When I turned 16 and I had a car, I began driving around and looking for better labor opportunities. I didn't have much to offer other than the fact I was a big strong kid and would work through mild discomfort until the end of the day then come back and do it again the next day, and the next day after that. My rate was up to around $9 per hour. By the time I was 18 and in college, my summers were spent working for contractors doing many tasks and my rate was around $15 per hour.
After college my first professional job in the finance and accounting arena made me around $25 per hour. I had an internship in college and good grades so that is how I was able to start at such a high rate directly out of college. Lucky for me I had a mentor who took me under his wing and taught me some tricks in excel. Over the next couple of years my wages gradually increased as I picked up more tricks and tried to set myself apart from my peers.
Fast forward 17 years and many corporate jobs later and my wage rate sits somewhere between $40-$100 per hour depending on what kind of laboring I am doing. My personal demand for labor has decreased because I am frugal and we don't have debt so I can cherry pick the best jobs at the highest rates.
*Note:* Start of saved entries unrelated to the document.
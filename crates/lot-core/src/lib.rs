//! `lot-core` — foundational types for the `rust_lot` parking-lot simulator.
//!
//! This crate is a dependency of every other `lot-*` crate.  It has no
//! `lot-*` dependencies and minimal external ones (only `rand` and
//! `thiserror`, plus optional `serde`).
//!
//! # What lives here
//!
//! | Module          | Contents                                              |
//! |-----------------|-------------------------------------------------------|
//! | [`ids`]         | `VehicleId`, `SlotId`                                 |
//! | [`cell`]        | `Cell`, `Direction`, Manhattan distance               |
//! | [`time`]        | `Tick`                                                |
//! | [`rng`]         | `SimRng` (the single simulation RNG)                  |
//! | [`config`]      | `LotConfig` and the fixed admission constants         |
//! | [`error`]       | `LotError`, `LotResult`                               |
//!
//! # Feature flags
//!
//! | Flag    | Effect                                                     |
//! |---------|------------------------------------------------------------|
//! | `serde` | Adds `Serialize`/`Deserialize` to all public types.        |

pub mod cell;
pub mod config;
pub mod error;
pub mod ids;
pub mod rng;
pub mod time;


// ── Re-exports ────────────────────────────────────────────────────────────────

pub use cell::{Cell, Direction};
pub use config::LotConfig;
pub use error::{LotError, LotResult};
pub use ids::{SlotId, VehicleId};
pub use rng::SimRng;
pub use time::Tick;
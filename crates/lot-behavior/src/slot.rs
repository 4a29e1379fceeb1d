//! The slot controller.
//!
//! ```text
//! Free ──reserve──▶ Reserved ──vehicle parks──▶ Occupied ──vehicle leaves──▶ Free
//!   │                  │                            ▲
//!   │                  └──timer reaches 0──▶ Free   │
//!   └───────────────────vehicle parks───────────────┘
//! ```
//!
//! Each tick runs two checks in this order:
//!
//! 1. **Expiry.**  A reserved slot counts its timer down; at 0 it frees
//!    itself, clears the holder's reservation flag and bumps the expiry count.
//! 2. **Occupancy.**  If a vehicle stands on the slot the status is forced
//!    to `Occupied` and any reservation record is dropped.  When the vehicle
//!    is not the holder, the holder is displaced and gets a new reservation
//!    near where it is (or where it will spawn).
//!
//! A slot that expires in step 1 has no holder left for step 2, so one
//! reservation can never be both expired and reassigned in the same tick.

use lot_agent::SlotStatus;
use lot_core::{SlotId, VehicleId};
use tracing::{debug, info};

use crate::{World, reserve_nearest};

/// Run one tick of the slot controller for `slot`.
pub fn step_slot(world: &mut World<'_>, slot: SlotId) {
    expire(world, slot);
    observe_occupancy(world, slot);
}

fn expire(world: &mut World<'_>, slot_id: SlotId) {
    let Some(slot) = world.agents.slot_mut(slot_id) else { return };
    if slot.status != SlotStatus::Reserved {
        return;
    }

    slot.reserved_ticks -= 1;
    if slot.reserved_ticks > 0 {
        return;
    }

    slot.status = SlotStatus::Free;
    let holder = slot.clear_reservation();
    if let Some(v) = holder.and_then(|h| world.agents.live_vehicle_mut(h)) {
        v.has_reservation = false;
    }
    world.stats.expired_reservations += 1;
    info!(slot = %slot_id, ?holder, "reservation expired");
}

fn observe_occupancy(world: &mut World<'_>, slot_id: SlotId) {
    let Some(cell) = world.agents.slot(slot_id).map(|s| s.cell) else { return };
    let Some(occupant) = world.grid.vehicle_at(cell) else { return };

    let Some(slot) = world.agents.slot_mut(slot_id) else { return };
    slot.status = SlotStatus::Occupied;

    match slot.clear_reservation() {
        None => {}
        Some(holder) if holder == occupant => {
            if let Some(v) = world.agents.live_vehicle_mut(holder) {
                v.has_reservation = false;
            }
        }
        Some(holder) => {
            debug!(slot = %slot_id, %holder, taken_by = %occupant, "reserved slot taken");
            reassign(world, holder);
        }
    }
}

/// Move `holder`'s reservation to the free slot nearest its position, or its
/// spawn entry while it is still queued.
fn reassign(world: &mut World<'_>, holder: VehicleId) {
    let Some(v) = world.agents.live_vehicle_mut(holder) else { return };
    v.has_reservation = false;
    v.target_slot = None;

    let Some(from) = v.position.or(v.spawn_entry) else { return };
    match reserve_nearest(world, holder, from) {
        Some(to) => debug!(%holder, slot = %to, "reservation reassigned"),
        None     => debug!(%holder, "reservation lost, no free slot"),
    }
}
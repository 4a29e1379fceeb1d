//! The vehicle state machine.
//!
//! | State                     | Per-tick action                                          |
//! |---------------------------|----------------------------------------------------------|
//! | `Seeking` / `Approaching` | pick a target slot unless reserved, step toward its entry, maybe start parking |
//! | `Parking`                 | step one row toward the slot; `Parked` once the row matches |
//! | `Parked`                  | count down; at 0 pull out of the slot and start leaving  |
//! | `Leaving`                 | step toward the quadrant exit                            |
//! | `Queued` / `Exited`       | nothing                                                  |
//!
//! A vehicle never removes itself.  Reaching the exit is reported as
//! [`Transition::Exit`] and the scheduler calls [`retire_vehicle`].

use lot_agent::{SlotStatus, Vehicle, VehicleState};
use lot_core::{Cell, Direction, SlotId, VehicleId};
use lot_mobility::{StepOutcome, step_into, step_toward};
use lot_spatial::Occupant;
use tracing::{debug, warn};

use crate::{World, nearest_slot};

/// What the scheduler must do with a vehicle after its step.
#[derive(Copy, Clone, PartialEq, Eq, Debug)]
pub enum Transition {
    Idle,
    /// The vehicle stands on its exit cell and must be retired.
    Exit,
}

/// Run one tick of the state machine for `id`.
pub fn step_vehicle(world: &mut World<'_>, id: VehicleId) -> Transition {
    let Some((state, Some(pos))) = world.agents.vehicle(id).map(|v| (v.state, v.position)) else {
        return Transition::Idle;
    };

    match state {
        VehicleState::Seeking | VehicleState::Approaching => drive_to_slot(world, id, pos),
        VehicleState::Parking => {
            pull_in(world, id, pos);
            Transition::Idle
        }
        VehicleState::Parked => {
            count_down(world, id, pos);
            Transition::Idle
        }
        VehicleState::Leaving => drive_to_exit(world, id, pos),
        VehicleState::Queued | VehicleState::Exited => Transition::Idle,
    }
}

/// Take an exited vehicle off the grid and out of the active set.  Any
/// reservation it still holds is released.
pub fn retire_vehicle(world: &mut World<'_>, id: VehicleId) {
    if let Err(e) = world.grid.remove(Occupant::Vehicle(id)) {
        warn!(vehicle = %id, error = %e, "retired vehicle was not on the grid");
    }

    if let Some(slot_id) = world.agents.slot_held_by(id) {
        if let Some(slot) = world.agents.slot_mut(slot_id) {
            slot.clear_reservation();
            if slot.status == SlotStatus::Reserved {
                slot.status = SlotStatus::Free;
            }
        }
    }

    if let Some(v) = world.agents.vehicle_mut(id) {
        v.position = None;
        v.state = VehicleState::Exited;
        v.has_reservation = false;
        v.target_slot = None;
        debug!(vehicle = %id, "vehicle exited");
    }
}

// ── Seeking / approaching ─────────────────────────────────────────────────────

fn drive_to_slot(world: &mut World<'_>, id: VehicleId, pos: Cell) -> Transition {
    let Some(target) = choose_target(world, id, pos) else {
        let exit = world.grid.layout().exit_for(pos);
        if let Some(v) = world.agents.vehicle_mut(id) {
            v.state = VehicleState::Leaving;
            v.target_slot = None;
            v.exit_target = Some(exit);
        }
        debug!(vehicle = %id, %exit, "no slot available, leaving");
        return drive_to_exit(world, id, pos);
    };

    let Some(entry) = world.agents.slot(target).map(|s| s.entry) else {
        return Transition::Idle;
    };
    let now = match step_toward(world.grid, id, pos, entry) {
        StepOutcome::Moved(to) => to,
        StepOutcome::Blocked(_) | StepOutcome::NoLane => pos,
    };

    if let Some(v) = world.agents.vehicle_mut(id) {
        v.position = Some(now);
        v.state = VehicleState::Approaching;
        v.ticks_to_park += 1;
    }

    let at_entry = now.col == entry.col && now.row.abs_diff(entry.row) <= 1;
    if !at_entry {
        return Transition::Idle;
    }
    if let Some(slot) = world.agents.slot_mut(target) {
        if slot.status != SlotStatus::Occupied {
            slot.status = SlotStatus::Occupied;
            if let Some(v) = world.agents.vehicle_mut(id) {
                v.state = VehicleState::Parking;
            }
            debug!(vehicle = %id, slot = %target, "parking");
        }
    }
    Transition::Idle
}

/// The slot `id` drives toward this tick.  A reserved vehicle keeps its
/// slot; everyone else re-picks the nearest acceptable one.
fn choose_target(world: &mut World<'_>, id: VehicleId, pos: Cell) -> Option<SlotId> {
    let v = world.agents.vehicle(id)?;
    if v.has_reservation {
        if let Some(slot) = v.target_slot {
            return Some(slot);
        }
    }

    let bad = v.is_bad_agent;
    let found = nearest_slot(world.agents, pos, |s| {
        s.status == SlotStatus::Free || (bad && s.status == SlotStatus::Reserved)
    });
    if let Some(v) = world.agents.vehicle_mut(id) {
        v.target_slot = found;
    }
    found
}

// ── Parking ───────────────────────────────────────────────────────────────────

fn pull_in(world: &mut World<'_>, id: VehicleId, pos: Cell) {
    let Some(v) = world.agents.vehicle(id) else { return };
    let Some(slot_cell) = v.target_slot.and_then(|s| world.agents.slot(s)).map(|s| s.cell) else {
        return;
    };

    let mut now = pos;
    if now.row != slot_cell.row {
        let dir = if slot_cell.row > now.row { Direction::Down } else { Direction::Up };
        if let StepOutcome::Moved(to) = step_into(world.grid, id, now.step(dir)) {
            now = to;
        }
    }

    let parked = now.row == slot_cell.row;
    let Some(v) = world.agents.vehicle_mut(id) else { return };
    v.position = Some(now);
    v.ticks_to_park += 1;
    if parked {
        v.state = VehicleState::Parked;
        let (reserved, ticks) = (v.has_reservation, v.ticks_to_park);
        world.stats.record_park(reserved, ticks);
        debug!(vehicle = %id, cell = %now, ticks, reserved, "parked");
    }
}

// ── Parked ────────────────────────────────────────────────────────────────────

fn count_down(world: &mut World<'_>, id: VehicleId, pos: Cell) {
    let Some(v) = world.agents.vehicle_mut(id) else { return };
    if v.is_permanent() {
        return;
    }
    v.parked_ticks -= 1;
    if v.parked_ticks > 0 {
        return;
    }

    let out = if pos.row % 2 == 0 { pos.step(Direction::Up) } else { pos.step(Direction::Down) };
    let slot_id = world.grid.slot_at(pos).or(v.target_slot);
    if !step_into(world.grid, id, out).moved() {
        v.parked_ticks += 1;
        return;
    }

    let exit = world.grid.layout().exit_for(out);
    v.position = Some(out);
    v.state = VehicleState::Leaving;
    v.target_slot = None;
    v.exit_target = Some(exit);

    if let Some(slot) = slot_id.and_then(|s| world.agents.slot_mut(s)) {
        slot.status = SlotStatus::Free;
        slot.clear_reservation();
    }
    debug!(vehicle = %id, from = %pos, %exit, "left slot");
}

// ── Leaving ───────────────────────────────────────────────────────────────────

fn drive_to_exit(world: &mut World<'_>, id: VehicleId, pos: Cell) -> Transition {
    let exit = world.grid.layout().exit_for(pos);
    if pos == exit {
        set_exit(world.agents.vehicle_mut(id), exit, pos);
        return Transition::Exit;
    }

    let now = match step_toward(world.grid, id, pos, exit) {
        StepOutcome::Moved(to) => to,
        StepOutcome::Blocked(_) | StepOutcome::NoLane => pos,
    };
    set_exit(world.agents.vehicle_mut(id), exit, now);

    if now == exit { Transition::Exit } else { Transition::Idle }
}

fn set_exit(v: Option<&mut Vehicle>, exit: Cell, now: Cell) {
    if let Some(v) = v {
        v.position = Some(now);
        v.exit_target = Some(exit);
    }
}
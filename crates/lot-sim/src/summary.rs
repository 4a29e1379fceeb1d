//! Per-tick headline numbers.

use lot_core::Tick;

/// Counts taken at the end of a tick, handed to
/// [`SimObserver::on_tick_end`][crate::SimObserver::on_tick_end].
#[derive(Copy, Clone, PartialEq, Eq, Debug, Default)]
#[cfg_attr(feature = "serde", derive(serde::Serialize, serde::Deserialize))]
pub struct TickSummary {
    pub tick: Tick,

    /// Vehicles not yet exited, queued ones included.
    pub active: usize,

    /// Vehicles waiting in the spawn queue.
    pub queued: usize,

    /// Vehicles standing on the grid.
    pub placed: usize,

    pub free_slots:     usize,
    pub reserved_slots: usize,
    pub occupied_slots: usize,

    /// Vehicles still to be admitted over the rest of the run.
    pub remaining_budget: usize,

    /// Reservations that have timed out so far.
    pub expired_reservations: u64,
}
I can also cherry pick those jobs which will diversify my skills so the next time I am looking to labor it will be that much easier to find a match. I can also cherry pick the jobs which give me the most flexibility in regards to when I do the laboring.
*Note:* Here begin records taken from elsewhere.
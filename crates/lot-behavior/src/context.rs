//! Mutable simulation state passed to every transition.

use lot_agent::AgentStore;
use lot_spatial::Grid;

use crate::ParkStats;

/// The parts of the lot a transition may read and write.
///
/// Built by `lot-sim` from disjoint field borrows of `ParkingLot` and
/// handed, in turn, to each slot and vehicle of the tick.  There is no other
/// shared state.
pub struct World<'a> {
    pub grid: &'a mut Grid,

    pub agents: &'a mut AgentStore,

    pub stats: &'a mut ParkStats,

    /// Ticks a new reservation is held.
    pub holding_ticks: i32,
}

impl<'a> World<'a> {
    #[inline]
    pub fn new(
        grid:          &'a mut Grid,
        agents:        &'a mut AgentStore,
        stats:         &'a mut ParkStats,
        holding_ticks: i32,
    ) -> Self {
        Self { grid, agents, stats, holding_ticks }
    }
}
The moral of my story is that as my wage rate increased, my free time increased. But my wage rate only increased as I made intentional moves to diversify the ways in which I could earn income. If you aren't worth what you are charging your employer, the market will eliminate that inefficiency and you will be out of work. But if you stay on that gradually increasing curve and maybe offer your services for a slight discount to get in the door and be a good value, you will always be on the employable side of the labor curve.
In regards to a government mandated minimum wage, I think this is garbage. First of all cost of living is drastically different around the country. And there are some of us that don't require living wages. Teenagers and elderly people come to mind as laborers who would be willing to work for less than an adult in the prime years of laboring supporting themselves and maybe a family. Why should we set the curve for this wage rate when many factors go into what rate people would be willing to labor for. There have been studies that conclude minimum wage actually hurts those who it was "intended" to help. Leave the wage rate up to the employer and the laborer, it will work itself out.
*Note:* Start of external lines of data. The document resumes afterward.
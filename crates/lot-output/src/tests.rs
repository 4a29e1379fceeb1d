//! Integration tests for lot-output.

use lot_core::LotConfig;
use lot_sim::{LotBuilder, ParkingLot};

fn small_lot(total_ticks: u64, interval: u64) -> ParkingLot {
    LotBuilder::new(LotConfig {
        perm_vehicles:         2,
        temp_vehicles:         1,
        active_vehicles:       4,
        spawn_probability:     1.0,
        total_ticks,
        output_interval_ticks: interval,
        ..LotConfig::default()
    })
    .build()
    .unwrap()
}

#[cfg(test)]
mod csv_tests {
    use tempfile::TempDir;

    use crate::csv::CsvWriter;
    use crate::row::{NO_ID, SlotSnapshotRow, TickSummaryRow, VehicleSnapshotRow};
    use crate::writer::OutputWriter;

    fn tmp() -> TempDir {
        tempfile::tempdir().expect("create temp dir")
    }

    fn headers(path: std::path::PathBuf) -> Vec<String> {
        let mut rdr = csv::Reader::from_path(path).unwrap();
        rdr.headers().unwrap().iter().map(str::to_owned).collect()
    }

    #[test]
    fn csv_files_created() {
        let dir = tmp();
        let _w = CsvWriter::new(dir.path()).unwrap();
        assert!(dir.path().join("vehicle_snapshots.csv").exists());
        assert!(dir.path().join("slot_snapshots.csv").exists());
        assert!(dir.path().join("tick_summaries.csv").exists());
    }

    #[test]
    fn csv_headers_correct() {
        let dir = tmp();
        let mut w = CsvWriter::new(dir.path()).unwrap();
        w.finish().unwrap();

        assert_eq!(
            headers(dir.path().join("vehicle_snapshots.csv")),
            ["vehicle_id", "tick", "grid_row", "grid_col", "state", "has_reservation", "is_bad_agent", "target_slot"]
        );
        assert_eq!(
            headers(dir.path().join("slot_snapshots.csv")),
            ["slot_id", "tick", "grid_row", "grid_col", "status", "reserved_ticks", "holder"]
        );
        assert_eq!(headers(dir.path().join("tick_summaries.csv"))[0], "tick");
    }

    #[test]
    fn csv_vehicle_rows() {
        let dir = tmp();
        let mut w = CsvWriter::new(dir.path()).unwrap();
        w.write_vehicle_snapshots(&[
            VehicleSnapshotRow {
                vehicle_id: 3, tick: 7, grid_row: 1, grid_col: 4, state: "approaching",
                has_reservation: true, is_bad_agent: false, target_slot: 2,
            },
            VehicleSnapshotRow {
                vehicle_id: 4, tick: 7, grid_row: -1, grid_col: -1, state: "queued",
                has_reservation: false, is_bad_agent: true, target_slot: NO_ID,
            },
        ]).unwrap();
        w.finish().unwrap();

        let mut rdr = csv::Reader::from_path(dir.path().join("vehicle_snapshots.csv")).unwrap();
        let rows: Vec<_> = rdr.records().map(|r| r.unwrap()).collect();
        assert_eq!(rows.len(), 2);
        assert_eq!(&rows[0][4], "approaching");
        assert_eq!(&rows[0][5], "1");
        assert_eq!(&rows[1][2], "-1");
        assert_eq!(&rows[1][6], "1");
        assert_eq!(&rows[1][7], u32::MAX.to_string().as_str());
    }

    #[test]
    fn csv_slot_and_summary_rows() {
        let dir = tmp();
        let mut w = CsvWriter::new(dir.path()).unwrap();
        w.write_slot_snapshots(&[SlotSnapshotRow {
            slot_id: 0, tick: 2, grid_row: 2, grid_col: 2, status: 1, reserved_ticks: 14, holder: 9,
        }]).unwrap();
        w.write_tick_summary(&TickSummaryRow {
            tick: 2, active: 5, queued: 3, placed: 2, free_slots: 58, reserved_slots: 1,
            occupied_slots: 1, remaining_budget: 40, expired_reservations: 0,
        }).unwrap();
        w.finish().unwrap();

        let mut rdr = csv::Reader::from_path(dir.path().join("slot_snapshots.csv")).unwrap();
        let rows: Vec<_> = rdr.records().map(|r| r.unwrap()).collect();
        assert_eq!(&rows[0][4], "1");       // status
        assert_eq!(&rows[0][5], "14");      // reserved_ticks

        let mut rdr = csv::Reader::from_path(dir.path().join("tick_summaries.csv")).unwrap();
        let rows: Vec<_> = rdr.records().map(|r| r.unwrap()).collect();
        assert_eq!(&rows[0][4], "58");      // free_slots
    }

    #[test]
    fn finish_is_idempotent() {
        let dir = tmp();
        let mut w = CsvWriter::new(dir.path()).unwrap();
        w.finish().unwrap();
        w.finish().unwrap();
    }
}

#[cfg(test)]
mod observer_tests {
    use tempfile::TempDir;

    use super::small_lot;
    use crate::{CsvWriter, SimOutputObserver};

    #[test]
    fn run_writes_every_tick_and_snapshot() {
        let dir: TempDir = tempfile::tempdir().unwrap();
        let mut lot = small_lot(6, 3);
        let mut obs = SimOutputObserver::new(CsvWriter::new(dir.path()).unwrap());
        lot.run(&mut obs);
        assert!(obs.take_error().is_none());

        let mut rdr = csv::Reader::from_path(dir.path().join("tick_summaries.csv")).unwrap();
        assert_eq!(rdr.records().count(), 6);

        // Two snapshots (ticks 3 and 6), 60 slots each.
        let mut rdr = csv::Reader::from_path(dir.path().join("slot_snapshots.csv")).unwrap();
        let ticks: Vec<String> = rdr.records().map(|r| r.unwrap()[1].to_owned()).collect();
        assert_eq!(ticks.len(), 120);
        assert!(ticks.iter().all(|t| t == "3" || t == "6"));

        let mut rdr = csv::Reader::from_path(dir.path().join("vehicle_snapshots.csv")).unwrap();
        assert!(rdr.records().count() >= 2 * 3);
    }

    #[test]
    fn zero_interval_writes_no_snapshots() {
        let dir = tempfile::tempdir().unwrap();
        let mut lot = small_lot(4, 0);
        let mut obs = SimOutputObserver::new(CsvWriter::new(dir.path()).unwrap());
        lot.run(&mut obs);

        let mut rdr = csv::Reader::from_path(dir.path().join("slot_snapshots.csv")).unwrap();
        assert_eq!(rdr.records().count(), 0);
    }
}

#[cfg(test)]
mod frame_tests {
    use lot_sim::NoopObserver;

    use super::small_lot;
    use crate::{LotFrame, ParkResults};

    #[test]
    fn frame_lists_placed_vehicles_and_all_slots() {
        let mut lot = small_lot(10, 0);
        lot.run_ticks(1, &mut NoopObserver);
        let frame = LotFrame::capture(&lot);

        assert_eq!(frame.light_agents.len(), 60);
        assert_eq!(frame.vehicle_agents.len(), lot.grid.vehicle_count());
        let occupied = frame.light_agents.iter().filter(|l| l.status == 2).count();
        assert!(occupied >= 3);
        for v in &frame.vehicle_agents {
            assert!((0..15).contains(&v.x));
            assert!((0..14).contains(&v.z));
        }
    }

    #[test]
    fn frame_json_uses_frontend_keys() {
        let lot = small_lot(10, 0);
        let json = LotFrame::capture(&lot).to_json().unwrap();
        let value: serde_json::Value = serde_json::from_str(&json).unwrap();

        assert!(value["vehicleAgents"].is_array());
        assert_eq!(value["lightAgents"].as_array().unwrap().len(), 60);
        let first = &value["vehicleAgents"][0];
        assert!(first.get("index").is_some());
        assert!(first.get("x").is_some());
        assert!(first.get("z").is_some());
    }

    #[test]
    fn frame_write_json_round_trips() {
        let dir = tempfile::tempdir().unwrap();
        let lot = small_lot(10, 0);
        let frame = LotFrame::capture(&lot);
        let path = dir.path().join("frame.json");
        frame.write_json(&path).unwrap();

        let back: LotFrame = serde_json::from_str(&std::fs::read_to_string(path).unwrap()).unwrap();
        assert_eq!(back, frame);
    }

    #[test]
    fn results_default_to_zero() {
        let lot = small_lot(10, 0);
        let r = ParkResults::capture(&lot);
        assert_eq!(r.avg_unreserved_ticks, 0.0);
        assert_eq!(r.avg_reserved_ticks, 0.0);
        assert_eq!(r.expired_reservations, 0);
    }

    #[test]
    fn results_follow_the_lot() {
        let mut lot = small_lot(10, 0);
        lot.run_ticks(60, &mut NoopObserver);
        let r = ParkResults::capture(&lot);

        assert_eq!(r.parked_unreserved, lot.unreserved_latencies().len());
        assert_eq!(r.avg_unreserved_ticks, lot.stats.mean_unreserved());
        let json = r.to_json().unwrap();
        assert!(json.contains("avg_unreserved_ticks"));
        assert!(json.contains("expired_reservations"));
    }
}

#[cfg(all(test, feature = "sqlite"))]
mod sqlite_tests {
    use tempfile::TempDir;

    use crate::row::{SlotSnapshotRow, TickSummaryRow, VehicleSnapshotRow};
    use crate::sqlite::SqliteWriter;
    use crate::writer::OutputWriter;

    fn tmp() -> TempDir {
        tempfile::tempdir().expect("create temp dir")
    }

    fn count(dir: &TempDir, table: &str) -> i64 {
        let conn = rusqlite::Connection::open(dir.path().join("output.db")).unwrap();
        conn.query_row(&format!("SELECT COUNT(*) FROM {table}"), [], |r| r.get(0)).unwrap()
    }

    #[test]
    fn sqlite_db_created() {
        let dir = tmp();
        let _w = SqliteWriter::new(dir.path()).unwrap();
        assert!(dir.path().join("output.db").exists());
    }

    #[test]
    fn sqlite_row_counts() {
        let dir = tmp();
        let mut w = SqliteWriter::new(dir.path()).unwrap();
        w.write_vehicle_snapshots(&[
            VehicleSnapshotRow {
                vehicle_id: 0, tick: 1, grid_row: 1, grid_col: 0, state: "seeking",
                has_reservation: false, is_bad_agent: false, target_slot: u32::MAX,
            },
            VehicleSnapshotRow {
                vehicle_id: 1, tick: 1, grid_row: 2, grid_col: 2, state: "parked",
                has_reservation: false, is_bad_agent: false, target_slot: 0,
            },
        ]).unwrap();
        w.write_slot_snapshots(&[SlotSnapshotRow {
            slot_id: 0, tick: 1, grid_row: 2, grid_col: 2, status: 2, reserved_ticks: -1, holder: u32::MAX,
        }]).unwrap();
        w.write_tick_summary(&TickSummaryRow {
            tick: 1, active: 2, queued: 0, placed: 2, free_slots: 59, reserved_slots: 0,
            occupied_slots: 1, remaining_budget: 0, expired_reservations: 0,
        }).unwrap();
        w.finish().unwrap();

        assert_eq!(count(&dir, "vehicle_snapshots"), 2);
        assert_eq!(count(&dir, "slot_snapshots"), 1);
        assert_eq!(count(&dir, "tick_summaries"), 1);
    }

    #[test]
    fn sqlite_state_as_text() {
        let dir = tmp();
        let mut w = SqliteWriter::new(dir.path()).unwrap();
        w.write_vehicle_snapshots(&[VehicleSnapshotRow {
            vehicle_id: 5, tick: 0, grid_row: 0, grid_col: 3, state: "leaving",
            has_reservation: false, is_bad_agent: true, target_slot: u32::MAX,
        }]).unwrap();
        w.finish().unwrap();

        let conn = rusqlite::Connection::open(dir.path().join("output.db")).unwrap();
        let (state, bad): (String, i64) = conn.query_row(
            "SELECT state, is_bad_agent FROM vehicle_snapshots WHERE vehicle_id = 5",
            [],
            |r| Ok((r.get(0)?, r.get(1)?)),
        ).unwrap();
        assert_eq!(state, "leaving");
        assert_eq!(bad, 1);
    }
}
And children should be allowed to labor at any age and for any rate (assuming they are free to come and go as they please and aren't in a forced slave labor situation). Many of the problems I see in the children today is because they are given everything and don't have to contribute to their own well-being. This creates lazy brats who expect life to come easy and on a silver platter. When we had the urban farm in Cincinnati I would pay the kids in the neighborhood to pick weeds, $2 for a 5 gallon bucket. Some of them would loosely place the weeds in the bucket and bring it to me 5 minutes later. I would step on the weeds and tell them to fill it up. Some would take an hour to fill up 2 buckets and all they wanted was a few bucks to buy some snacks. That is OK who am I to judge? One kid though would make around $15 per hour because he worked smart and hard and I was happy to pay him the money.
Wages should be on the rise but they are stagnant because our economy is stagnant. The gangsters who took over our government and tilted the economy in their favor have steadily invested their profits into automating their businesses and decreasing their demand for human labor. And the human labor that remains is shopped around the globe for the cheapest bidder. It has turned the labor market in the US into a nasty and desperate one. People are willing to work long hours for minimal pay increases because if they don't, someone else will. We have also pushed young people into college to further their institutional brainwashing while neglecting the skilled trades and professions. This too will work itself out, but for us to re-balance the labor market we must make moves to correct these imbalances in our own lives. Take ownership of your wage rate!